L’Hermine en avril…

Quand elle fait la folle dans les prés, entre les murets de pierres sèches...

Bien visible au début du printemps lorsqu’elle n’ a pas encore revêtu son pelage d’été, vive et souple, elle court en tous sens, revient sur ses pas, se dresse de toute sa hauteur puis reprend sa course folle, suit une haie ou un muret de pierres sèches, se faufile dans les interstices d’un tas de pierres ou disparaît brusquement dans un trou…

Photos Christophe Chaize.

L’Hermine affectionne les milieux ouverts et dégagés, où subsistent des recoins pour se dissimuler.

La mue de printemps…

C’est l’allongement de la durée du jour qui déclenche la mue.

Les variations de la durée du jour induisent des modifications dans l’activité de l’épiphyse ou glande pinéale, située dans le cerveau. Elle produit de la mélatonine, surtout pendant la nuit. Plus les nuits sont longues, plus la sécrétion de mélatonine est importante. Donc lorsque les jours rallongent la sécrétion de mélatonine diminue.

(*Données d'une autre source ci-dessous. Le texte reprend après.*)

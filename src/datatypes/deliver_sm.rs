// ABOUTME: deliver_sm parsing: mobile-originated SMS and delivery receipts (Section 4.6)
// ABOUTME: The receipt bit of esm_class selects which of the two the PDU carries

use bytes::{Bytes, BytesMut};
use std::io::Cursor;

use crate::codec::{
    decode_cstring, decode_octets, decode_u8, CodecError, Encodable, Pdu,
};
use crate::datatypes::delivery_receipt::DeliveryReceipt;
use crate::datatypes::{tags, Address, CommandId, DataCoding, Tlv, ESM_CLASS_RECEIPT};

/// A parsed deliver_sm body (Section 4.6.1): the mandatory fields in wire
/// order, followed by whatever optional parameters the SMSC attached.
///
/// `short_message` may be empty with the content carried in a
/// message_payload TLV instead; [`Sms::content`] hides the difference.
#[derive(Clone, Debug, PartialEq, Eq)]
pub struct Sms {
    pub service_type: String,
    pub source: Address,
    pub destination: Address,
    pub esm_class: u8,
    pub protocol_id: u8,
    pub priority_flag: u8,
    pub schedule_delivery_time: String,
    pub validity_period: String,
    pub registered_delivery: u8,
    pub replace_if_present_flag: u8,
    pub data_coding: DataCoding,
    pub sm_default_msg_id: u8,
    pub short_message: Bytes,
    pub tlvs: Vec<Tlv>,
}

/// What a deliver_sm turned out to be once parsed.
#[derive(Clone, Debug, PartialEq, Eq)]
pub enum InboundSms {
    /// A mobile-originated short message.
    Sms(Sms),
    /// A delivery receipt for an earlier submission; carries the SMS
    /// fields plus the parsed receipt record.
    Receipt(DeliveryReceipt),
}

impl InboundSms {
    /// Parse a deliver_sm PDU. Produces a [`DeliveryReceipt`] whenever the
    /// receipt bit of esm_class is set, a plain [`Sms`] otherwise.
    pub fn parse(pdu: &Pdu) -> Result<Self, CodecError> {
        let sms = Sms::parse_body(&pdu.body)?;
        if sms.esm_class & ESM_CLASS_RECEIPT != 0 {
            Ok(InboundSms::Receipt(DeliveryReceipt::from_sms(sms)))
        } else {
            Ok(InboundSms::Sms(sms))
        }
    }

    /// The SMS fields, regardless of variant.
    pub fn sms(&self) -> &Sms {
        match self {
            InboundSms::Sms(sms) => sms,
            InboundSms::Receipt(receipt) => &receipt.sms,
        }
    }
}

impl Sms {
    fn parse_body(body: &Bytes) -> Result<Self, CodecError> {
        let mut buf = Cursor::new(body.as_ref());

        let service_type = decode_cstring(&mut buf, 6, "service_type")?;
        let source_ton = decode_u8(&mut buf, "source_addr_ton")?;
        let source_npi = decode_u8(&mut buf, "source_addr_npi")?;
        let source_addr = decode_cstring(&mut buf, 21, "source_addr")?;
        let dest_ton = decode_u8(&mut buf, "dest_addr_ton")?;
        let dest_npi = decode_u8(&mut buf, "dest_addr_npi")?;
        let dest_addr = decode_cstring(&mut buf, 21, "destination_addr")?;
        let esm_class = decode_u8(&mut buf, "esm_class")?;
        let protocol_id = decode_u8(&mut buf, "protocol_id")?;
        let priority_flag = decode_u8(&mut buf, "priority_flag")?;
        let schedule_delivery_time = decode_cstring(&mut buf, 17, "schedule_delivery_time")?;
        let validity_period = decode_cstring(&mut buf, 17, "validity_period")?;
        let registered_delivery = decode_u8(&mut buf, "registered_delivery")?;
        let replace_if_present_flag = decode_u8(&mut buf, "replace_if_present_flag")?;
        let data_coding = DataCoding::from(decode_u8(&mut buf, "data_coding")?);
        let sm_default_msg_id = decode_u8(&mut buf, "sm_default_msg_id")?;
        let sm_length = decode_u8(&mut buf, "sm_length")? as usize;
        let short_message = decode_octets(&mut buf, sm_length, "short_message")?;
        let tlvs = Tlv::decode_all(&mut buf)?;

        Ok(Sms {
            service_type,
            source: Address::from_wire(source_addr, source_ton, source_npi),
            destination: Address::from_wire(dest_addr, dest_ton, dest_npi),
            esm_class,
            protocol_id,
            priority_flag,
            schedule_delivery_time,
            validity_period,
            registered_delivery,
            replace_if_present_flag,
            data_coding,
            sm_default_msg_id,
            short_message,
            tlvs,
        })
    }

    /// The message content: short_message, or the message_payload TLV when
    /// short_message is empty.
    pub fn content(&self) -> &[u8] {
        if self.short_message.is_empty() {
            if let Some(payload) = self.tlv(tags::MESSAGE_PAYLOAD) {
                return payload.value.as_ref();
            }
        }
        self.short_message.as_ref()
    }

    /// Find an optional parameter by tag.
    pub fn tlv(&self, tag: u16) -> Option<&Tlv> {
        self.tlvs.iter().find(|tlv| tlv.tag == tag)
    }
}

/// deliver_sm_resp PDU (Section 4.6.2). The body is a single unused
/// message_id C-Octet String, always empty.
#[derive(Clone, Debug, PartialEq, Eq)]
pub struct DeliverSmResponse {
    pub sequence_number: u32,
}

impl Encodable for DeliverSmResponse {
    fn command_id(&self) -> CommandId {
        CommandId::DeliverSmResp
    }

    fn sequence_number(&self) -> u32 {
        self.sequence_number
    }

    fn encode_body(&self, buf: &mut BytesMut) {
        buf.extend_from_slice(&[0x00]);
    }
}

#[cfg(test)]
mod tests {
    use super::*;
    use crate::codec::PduHeader;
    use crate::datatypes::TypeOfNumber;

    fn deliver_body(
        esm_class: u8,
        data_coding: u8,
        short_message: &[u8],
        tlvs: &[Tlv],
    ) -> Vec<u8> {
        let mut body = Vec::new();
        body.extend_from_slice(b"\0"); // service_type
        body.extend_from_slice(&[0x01, 0x01]);
        body.extend_from_slice(b"491701111\0");
        body.extend_from_slice(&[0x01, 0x01]);
        body.extend_from_slice(b"491702222\0");
        body.extend_from_slice(&[esm_class, 0x00, 0x00]);
        body.extend_from_slice(&[0x00, 0x00]); // schedule, validity
        body.extend_from_slice(&[0x00, 0x00, data_coding, 0x00]);
        body.push(short_message.len() as u8);
        body.extend_from_slice(short_message);
        let mut buf = BytesMut::new();
        for tlv in tlvs {
            tlv.encode(&mut buf);
        }
        body.extend_from_slice(&buf);
        body
    }

    fn deliver_pdu(body: Vec<u8>) -> Pdu {
        Pdu {
            header: PduHeader {
                command_length: 16 + body.len() as u32,
                command_id: CommandId::DeliverSm as u32,
                command_status: 0,
                sequence_number: 77,
            },
            body: Bytes::from(body),
        }
    }

    #[test]
    fn parse_plain_sms() {
        let pdu = deliver_pdu(deliver_body(0x00, 0x00, b"hi there", &[]));
        let inbound = InboundSms::parse(&pdu).unwrap();
        let InboundSms::Sms(sms) = inbound else {
            panic!("expected plain SMS");
        };
        assert_eq!(sms.source.value(), "491701111");
        assert_eq!(sms.source.ton(), TypeOfNumber::International);
        assert_eq!(sms.destination.value(), "491702222");
        assert_eq!(sms.content(), b"hi there");
        assert!(sms.tlvs.is_empty());
    }

    #[test]
    fn receipt_bit_selects_receipt() {
        let text = b"id:abc sub:001 dlvrd:001 submit date:2601221200 done date:2601221201 stat:DELIVRD err:000 text:ok";
        let pdu = deliver_pdu(deliver_body(0x04, 0x00, text, &[]));
        assert!(matches!(
            InboundSms::parse(&pdu).unwrap(),
            InboundSms::Receipt(_)
        ));
    }

    #[test]
    fn payload_tlv_backs_empty_short_message() {
        let payload = Tlv::new(tags::MESSAGE_PAYLOAD, Bytes::from_static(b"long content"));
        let pdu = deliver_pdu(deliver_body(0x00, 0x00, b"", &[payload]));
        let inbound = InboundSms::parse(&pdu).unwrap();
        assert_eq!(inbound.sms().content(), b"long content");
    }

    #[test]
    fn truncated_body_is_rejected() {
        let mut body = deliver_body(0x00, 0x00, b"hi there", &[]);
        body.truncate(body.len() - 3); // cut into short_message
        assert!(matches!(
            InboundSms::parse(&deliver_pdu(body)),
            Err(CodecError::TruncatedBody { .. })
        ));
    }

    #[test]
    fn deliver_resp_wire_image() {
        let bytes = DeliverSmResponse { sequence_number: 77 }.to_bytes();
        assert_eq!(
            bytes.as_ref(),
            &[
                0x00, 0x00, 0x00, 0x11, 0x80, 0x00, 0x00, 0x05, 0x00, 0x00, 0x00, 0x00, 0x00,
                0x00, 0x00, 0x4D, 0x00,
            ]
        );
    }
}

Ce sont des hormones hypophysaires qui vont provoquer la mue et induire la coloration des poils en agissant sur la production de mélanine.

Pelage d’hiver…
Pelage intermédiaire. Photo Christophe Chaize.
Pelage d’été. Photo Julien Lhoste.

La touffe noire à l’extrémité de la queue la rend bien identifiable en toutes saisons et la distingue de la belette sa cousine qui est plus petite.

Une spécialiste de la chasse aux rats taupiers…

Si elle ne dédaigne pas les oiseaux, les lézards, les grenouilles, la grande spécialité de l’hermine sont les rongeurs qu’elle poursuit et traque jusqu’au fond de leurs galeries et en élimine un grand nombre en une journée, en les stockant au fur et à mesure dans un garde-manger. On estime à 2000 par an le nombre de campagnols tués par une hermine !

Photo Christophe Chaize.

Une hermine pèse entre 90 et 300g.
Le poids d’un rat taupier se situe entre 80 et 180g… et pourtant ce rongeur, de son vrai nom « Campagnol terrestre » est l’une de ses proies favorites.

Il faut dire que les campagnols sont dodus à souhait !
L’hermine transporte des proies parfois plus lourdes qu’elle !

Elle peut se faufiler dans un trou de 4 cm de diamètre, surtout les femelles ; les mâles sont plus gros.

Photo Christophe Chaize.

Les puissants muscles de la nuque lui permettent de dresser le cou en maintenant la tête horizontale. Elle ne paraît guère gênée par le poids et va reprendre sa course à vive allure…

Le décalage entre la mue et l’environnement…

Photo Christophe Chaize. Remarquez le nombre de « taupinières » dans le pré, l’hermine n’est pas là par hasard !

La robe hivernale lui permet de se camoufler dans la neige mais la rend particulièrement vulnérable les hivers, en grande partie sans neige, comme nous les connaissons actuellement, à la merci d’un renard, d’un chat ou même d’une buse, qui par ailleurs ne se prive pour lui voler ses proies…

On constate qu ‘en Europe, dans les régions qui ne sont pas enneigées au moins 40 jours par an, les hermines ne changent pas de couleur en hiver. C’est le cas dans certaines zones du Royaume-Uni par exemple. Il s’agit d’une adaptation évolutive qui va sans doute se répandre.

La sécrétion des différentes hormones qui induisent la mue, ou pas, est contôlée par des gènes.

Si une mutation bloque la mue automnale, les individus restent bruns, ce qui les rend très vulnérables en milieu enneigé. Pourtant cette mutation défavorable va leurs conférer un avantage dans un milieu sans neige. Ils pourront donc se reproduire plus facilement et transmettre la version mutée du gène. Au fil des générations cela peut conduire à moins d’hermines qui blanchissent en hiver.

Toujours chassable ?

Du temps des tsars russes les problèmes de biodiversité n’étaient pas de mise…
Le dénombrement des touffes noires (extrémités des queues) vous indiquera le nombre d’hermines sacrifiées pour la réalisation de ce manteau !

Actuellement en France, si l’hermine n’est plus classée « nuisible » elle reste une espèce chassable en période d’ouverture de la chasse. Allez comprendre !!

Et pour finir une autre hermine :

L’Hermine (Cerura erminea) est aussi un papillon nocturne,de 6 à 7 cm d’envergure, ici au repos sur un poteau, bien visible, à la merci d’un coup de bec gourmand…. Décidément la nature n’est pas parfaite !!